22. We then move to November 2020, at which point Adam made an offer, through his solicitors, to purchase the Farm for £6 million. At that time Rostons was valuing the Farm at around £5 million. Adam says that simple arithmetic means that that was a very good deal and it was unreasonable of Jennifer to reject it.

23. However, the Farm is not a standardised widget or a financial instrument that can only be valued in money. The essence of Adam’s offer was that he would acquire land that is idiosyncratic and which Jennifer, the Estate and its beneficiaries could reasonably value not just in financial terms. Moreover, it is clear from contemporaneous discussions that both Jennifer and Adam saw more value in the Farm than Rostons did.
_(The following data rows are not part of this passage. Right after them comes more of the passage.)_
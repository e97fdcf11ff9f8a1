use std::io::BufRead;
use std::path::PathBuf;
use std::thread;
use std::time::Duration;

use anyhow::Result;
use crossbeam_channel::{Receiver, TryRecvError};
use saol_core::Collaborators;
use saol_experiment::{CommandDispatcher, Pcrm, SessionConfig, SessionController};
use saol_timing::{Clock, MonotonicClock};
use tracing::{error, info, warn};

use crate::sim::{FsStimulusDisplay, LogOverlay, SimPlayer};

/// Terminal frontend: ticks the controller at a fixed rate and feeds it
/// operator commands read from stdin.
pub struct App {
    controller: SessionController<Pcrm, MonotonicClock>,
    console: CommandDispatcher,
    clock: MonotonicClock,
    frame: Duration,
    stdin_closed: bool,
    should_exit: bool,
}

impl App {
    pub fn new(config: SessionConfig, data_dir: PathBuf) -> Result<Self> {
        let frame = Duration::from_secs_f64(1.0 / config.recording.tick_hz);
        let io = Collaborators::new(
            Box::new(SimPlayer::new()),
            Box::new(FsStimulusDisplay::default()),
            Box::new(LogOverlay),
        );
        let clock = MonotonicClock::new();
        let protocol = Pcrm::new(&config);
        let controller = SessionController::new(config, protocol, io, clock.clone());

        Ok(Self {
            controller,
            console: CommandDispatcher::new(data_dir),
            clock,
            frame,
            stdin_closed: false,
            should_exit: false,
        })
    }

    pub fn run(mut self) -> Result<()> {
        let commands = spawn_stdin_reader()?;
        info!("Platform: {} ({})", std::env::consts::OS, std::env::consts::ARCH);
        info!(
            "Ticking at {:.1} Hz, saving to {}",
            1.0 / self.frame.as_secs_f64(),
            self.console.data_dir().display()
        );
        println!("SAOL3D research console. Type 'help' for commands.");

        while !self.should_exit {
            let frame_start = self.clock.now();
            self.drain_commands(&commands);
            self.controller.tick();

            if self.stdin_closed && !self.controller.mode().is_running() {
                self.should_exit = true;
            }

            let spent = self.clock.elapsed(frame_start);
            if let Some(rest) = self.frame.checked_sub(spent) {
                self.clock.sleep(rest);
            }
            let total = self.clock.elapsed(frame_start);
            self.clock.record_frame(total);
        }

        self.cleanup_and_exit()
    }

    fn drain_commands(&mut self, commands: &Receiver<String>) {
        loop {
            match commands.try_recv() {
                Ok(line) => self.handle_input(&line),
                Err(TryRecvError::Empty) => break,
                Err(TryRecvError::Disconnected) => {
                    if !self.stdin_closed {
                        info!("Command input closed; exiting once no session is running");
                    }
                    self.stdin_closed = true;
                    break;
                }
            }
        }
    }

    fn handle_input(&mut self, line: &str) {
        let reply = self.console.handle(&mut self.controller, line);
        println!("{}", reply.text());
        if reply.is_quit() {
            self.should_exit = true;
        }
    }

    /// Stop a running session and persist anything recorded since the last
    /// save, whether or not the session is still running.
    fn cleanup_and_exit(mut self) -> Result<()> {
        let stats = self.clock.tick_stats();
        info!(
            "Tick timing: {:.3} ms/frame, {:.1} Hz, jitter {:.3} ms, max {:.3} ms",
            stats.average_frame_time_ns / 1e6,
            stats.effective_fps,
            stats.jitter_ns / 1e6,
            stats.max_frame_time_ns / 1e6,
        );

        match self.console.shutdown(&mut self.controller) {
            Ok(Some(report)) => {
                println!("Saved unsaved data to '{}'", report.positions.display());
                Ok(())
            }
            Ok(None) => Ok(()),
            Err(e) => {
                error!("Could not save session data: {}", e);
                Err(e.into())
            }
        }
    }
}

fn spawn_stdin_reader() -> Result<Receiver<String>> {
    let (tx, rx) = crossbeam_channel::unbounded();
    thread::Builder::new()
        .name("stdin".to_string())
        .spawn(move || {
            let stdin = std::io::stdin();
            for line in stdin.lock().lines() {
                match line {
                    Ok(line) => {
                        if tx.send(line).is_err() {
                            break;
                        }
                    }
                    Err(e) => {
                        warn!("Failed to read command: {}", e);
                        break;
                    }
                }
            }
        })?;
    Ok(rx)
}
24. Adam seeks to skewer Jennifer on the horns of a dilemma by saying that Jennifer adopted Rostons’ valuation of £5 million for probate purposes, and so must have believed that value as otherwise she would have been bound to return a higher value for inheritance tax purposes. I do not accept that. Neither Adam nor Jennifer were expert valuers. They were quite entitled to follow Rostons’ advice on the appropriate value for inheritance tax purposes while privately holding their non-expert but shared view that there was more value in the Farm than Rostons saw. Indeed, that was the position of Richard during his lifetime. While he was alive, he referred to some much higher potential values for the Wilmslow land if it was developed, and it is reasonable to conclude that both Adam and Jennifer were influenced by his views.

25. Therefore, in discussions in November 2020 neither Adam nor Jennifer were proceeding on the basis that £5 million was necessarily the “right” value. To an extent they were vindicated in that because some three months later, in February 2021, Adam would sell part only of Giantswood for £8.75 million even without planning permission. In those circumstances, I do not consider it is right to assess the reasonableness of Jennifer’s refusal by reference only to Rostons’ valuation. Jennifer could quite reasonably consider that there was more value in the Farm than Adam was offering. It was not unreasonable of Jennifer to reject the November 2020 offer.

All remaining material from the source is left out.